Op de Neonatale Intensive Care Unit (NICU) van de Isala klinieken te Zwolle heerste het gevoel dat er meer incidenten voorvielen dan met de Meldingen Incidenten Patiëntenzorg (MIP) boven tafel kwam. Om hier verandering in te brengen werd in januari 2002 een patiëntveiligheidscommissie, de Commissie Kind en Veiligheid (CKV), geïnstalleerd. De CKV was samengesteld uit het afdelingshoofd, een stafverpleegkundige (tevens voorzitter van de CKV), vier geïnteresseerde verpleegkundigen en een neonatoloog.



Uit gesprekken met medewerkers was ons gebleken dat naast de angst voor de gevolgen van het melden, de ervaring dat men ‘meestal niets meer over een melding terughoorde’ reden was om niet te melden. Er werd dan ook van uitgegaan dat de mogelijkheid van niet-bestrafbaar (blamefree) melden en een snelle terugrapportage de meldingsbereidheid konden verhogen.

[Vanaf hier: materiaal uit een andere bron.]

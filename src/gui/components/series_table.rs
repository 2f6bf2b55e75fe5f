// src/gui/components/series_table.rs
//
// Every extracted bulletin, including the ones the chart drops.
// "C" = current, "U" = unavailable. Clicking a bulletin selects it.

use eframe::egui::{self, RichText};
use egui_extras::{Column, TableBuilder};

use crate::bulletin::BulletinKey;
use crate::gui::app::App;

pub fn draw(ui: &mut egui::Ui, app: &mut App) {
    let mut clicked: Option<BulletinKey> = None;

    TableBuilder::new(ui)
        .striped(true)
        .min_scrolled_height(0.0)
        .column(Column::initial(110.0).at_least(80.0).clip(true))
        .column(Column::initial(90.0).at_least(60.0))
        .column(Column::remainder().at_least(60.0))
        .header(22.0, |mut header| {
            header.col(|ui| { ui.strong("Bulletin"); });
            header.col(|ui| { ui.strong("Final action"); });
            header.col(|ui| { ui.strong("Filing"); });
        })
        .body(|mut body| {
            for rec in &app.series {
                let selected = app.selected == Some(rec.key);
                body.row(18.0, |mut row| {
                    row.set_selected(selected);
                    row.col(|ui| {
                        let label = format!("{} {}", &rec.key.month.name()[..3], rec.key.year);
                        if ui.link(label).clicked() {
                            clicked = Some(rec.key);
                        }
                    });
                    row.col(|ui| { cell(ui, &rec.final_action.to_string(), rec.final_action.is_available()); });
                    row.col(|ui| { cell(ui, &rec.filing.to_string(), rec.filing.is_available()); });
                });
            }
        });

    if let Some(key) = clicked {
        app.select(key);
    }
}

fn cell(ui: &mut egui::Ui, text: &str, available: bool) {
    if available {
        ui.label(text);
    } else {
        ui.label(RichText::new(text).weak());
    }
}
// src/core/html.rs
//
// Flattens every <table> in a document into rows of cell text.
// Nothing here knows about bulletins; see `extract` for the lookup rules.

use scraper::{ElementRef, Html, Selector};

use super::sanitize::stripped_text;

/// One `<table>`: its `<tr>` rows (document order), each a list of `<td>` texts.
/// `<th>` cells are not read, so a row of only `<th>` is empty.
#[derive(Clone, Debug, Default, PartialEq, Eq)]
pub struct Table {
    pub rows: Vec<Vec<String>>,
}

impl Table {
    /// First row; bulletins put the country labels there.
    pub fn header(&self) -> Option<&[String]> {
        self.rows.first().map(Vec::as_slice)
    }

    /// Everything after the header row.
    pub fn body(&self) -> &[Vec<String>] {
        self.rows.get(1..).unwrap_or(&[])
    }
}

struct Selectors {
    table: Selector,
    row: Selector,
    cell: Selector,
}

impl Selectors {
    fn new() -> Option<Self> {
        Some(Self {
            table: Selector::parse("table").ok()?,
            row: Selector::parse("tr").ok()?,
            cell: Selector::parse("td").ok()?,
        })
    }
}

/// All tables in document order. The parser is lenient; broken markup yields
/// fewer (or zero) tables rather than an error.
pub fn tables(doc: &str) -> Vec<Table> {
    let Some(sel) = Selectors::new() else { return Vec::new() };
    let html = Html::parse_document(doc);

    html.select(&sel.table)
        .map(|t| read_table(&sel, t))
        .collect()
}

fn read_table(sel: &Selectors, table: ElementRef<'_>) -> Table {
    let rows = table
        .select(&sel.row)
        .map(|tr| {
            tr.select(&sel.cell)
                .map(|cell| stripped_text(cell.text()))
                .collect()
        })
        .collect();
    Table { rows }
}

#[cfg(test)]
mod tests {
    use super::*;

    #[test]
    fn reads_tables_in_order_with_cell_text() {
        let doc = r#"
            <html><body>
              <p>intro</p>
              <table>
                <tr><td>Family</td><td>INDIA</td></tr>
                <tr><td>F1</td><td>01JAN15</td></tr>
              </table>
              <div><table border=1>
                <tbody>
                  <tr><td> Employment-<br>Based </td><td><b>INDIA</b></td></tr>
                  <tr><td>1st</td><td> 15<span>JAN</span>24 </td></tr>
                </tbody>
              </table></div>
            </body></html>
        "#;
        let ts = tables(doc);
        assert_eq!(ts.len(), 2);
        assert_eq!(ts[0].header().unwrap(), ["Family", "INDIA"]);
        assert_eq!(ts[1].header().unwrap(), ["Employment-Based", "INDIA"]);
        assert_eq!(ts[1].body()[0], vec!["1st", "15JAN24"]);
    }

    #[test]
    fn no_tables_and_empty_tables() {
        assert!(tables("<html><body><p>nothing</p></body></html>").is_empty());
        assert!(tables("").is_empty());

        let ts = tables("<table></table>");
        assert_eq!(ts.len(), 1);
        assert!(ts[0].header().is_none());
        assert!(ts[0].body().is_empty());
    }

    #[test]
    fn th_cells_are_not_read() {
        let ts = tables(
            "<table>\
               <tr><th>Employment-based</th><th>INDIA</th></tr>\
               <tr><th>1st</th><td>15JAN24</td><td>C</td></tr>\
             </table>",
        );
        assert_eq!(ts[0].rows[0], Vec::<String>::new());
        assert!(ts[0].header().unwrap().is_empty());
        assert_eq!(ts[0].body()[0], vec!["15JAN24", "C"]);
    }

    #[test]
    fn entities_are_decoded() {
        let ts = tables("<table><tr><td>&nbsp;INDIA&nbsp;</td><td>A&amp;B</td></tr></table>");
        assert_eq!(ts[0].rows[0], vec!["INDIA", "A&B"]);
    }
}
// src/config/file.rs
//
// Optional `key=value` settings file. Lines starting with '#' are comments,
// unknown keys are ignored, and a value that doesn't parse leaves the
// current setting alone.

use std::{fs, io, path::{Path, PathBuf}};

use chrono::NaiveDate;

use crate::bulletin::DateKind;
use super::{consts::MAX_PAST_YEARS, options::Options};

/// Apply `path` on top of `opts`. Returns `Ok(false)` when the file doesn't exist.
pub fn load(path: &Path, opts: &mut Options) -> io::Result<bool> {
    if !path.exists() {
        return Ok(false);
    }
    let text = fs::read_to_string(path)?;
    apply(&text, opts);
    logf!("Config: Loaded {}", path.display());
    Ok(true)
}

pub fn apply(text: &str, opts: &mut Options) {
    for line in text.lines() {
        let line = line.trim();
        if line.is_empty() || line.starts_with('#') { continue; }
        let Some((key, val)) = line.split_once('=') else { continue };
        let (key, val) = (key.trim(), val.trim());

        let ok = match key {
            "store_dir" => { opts.store.root = PathBuf::from(val); true }
            "ext" => set_nonempty(&mut opts.store.ext, val.trim_start_matches('.')),
            "url_template" => set_nonempty(&mut opts.fetch.url_template, val),
            "user_agent" => set_nonempty(&mut opts.fetch.user_agent, val),
            "workers" => set_parsed(&mut opts.fetch.workers, val),
            "pause_ms" => set_parsed(&mut opts.fetch.pause_ms, val),
            "timeout_secs" => set_parsed(&mut opts.fetch.timeout_secs, val),
            "column_label" => set_nonempty(&mut opts.extract.column_label, val),
            "row_label" => set_nonempty(&mut opts.extract.row_label, val),
            "slots" => match parse_slots(val) {
                Some(slots) => { opts.extract.slots = slots; true }
                None => false,
            },
            "target_date" => match parse_date(val) {
                Some(d) => { opts.chart.target_date = d; true }
                None => false,
            },
            "past_years" => match val.parse::<u32>() {
                Ok(n) if n <= MAX_PAST_YEARS => { opts.past_years = n; true }
                _ => false,
            },
            "offline" => { opts.offline = parse_bool(val); true }
            "verbose" => { opts.verbose = parse_bool(val); true }
            _ => { logd!("Config: Ignoring unknown key '{key}'"); true }
        };
        if !ok {
            loge!("Config: Bad value for '{key}': '{val}'");
        }
    }
}

fn set_nonempty(slot: &mut String, val: &str) -> bool {
    if val.is_empty() { return false; }
    *slot = s!(val);
    true
}

fn set_parsed<T: std::str::FromStr>(slot: &mut T, val: &str) -> bool {
    match val.parse() {
        Ok(v) => { *slot = v; true }
        Err(_) => false,
    }
}

fn parse_bool(val: &str) -> bool {
    val == "1" || val.eq_ignore_ascii_case("true") || val.eq_ignore_ascii_case("yes")
}

/// `YYYY-MM-DD`
pub fn parse_date(val: &str) -> Option<NaiveDate> {
    NaiveDate::parse_from_str(val.trim(), "%Y-%m-%d").ok()
}

/// `final_action,filing` or `filing,final_action`
pub fn parse_slots(val: &str) -> Option<[DateKind; 2]> {
    let kinds: Vec<DateKind> = val
        .split(',')
        .map(|p| match p.trim().to_ascii_lowercase().as_str() {
            "final_action" | "final" => Some(DateKind::FinalAction),
            "filing" => Some(DateKind::Filing),
            _ => None,
        })
        .collect::<Option<_>>()?;
    match kinds.as_slice() {
        [a, b] if a != b => Some([*a, *b]),
        _ => None,
    }
}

Dit leidde tot de volgende werkwijze.



Maandelijks worden alle meldingen van de afgelopen maand besproken en gecategoriseerd naar soort (voeding, medicatie, apparatuur, communicatie, overig3) en naar ernst (graad 1: geen gevolgen voor de patiënt; graad 2: medium-carebehandeling volstaat om de gevolgen van het incident op te vangen; graad 3: intensive-carebehandeling is nodig; graad 4: blijvend letsel aan de patiënt; graad 5: patiënt overlijdt4).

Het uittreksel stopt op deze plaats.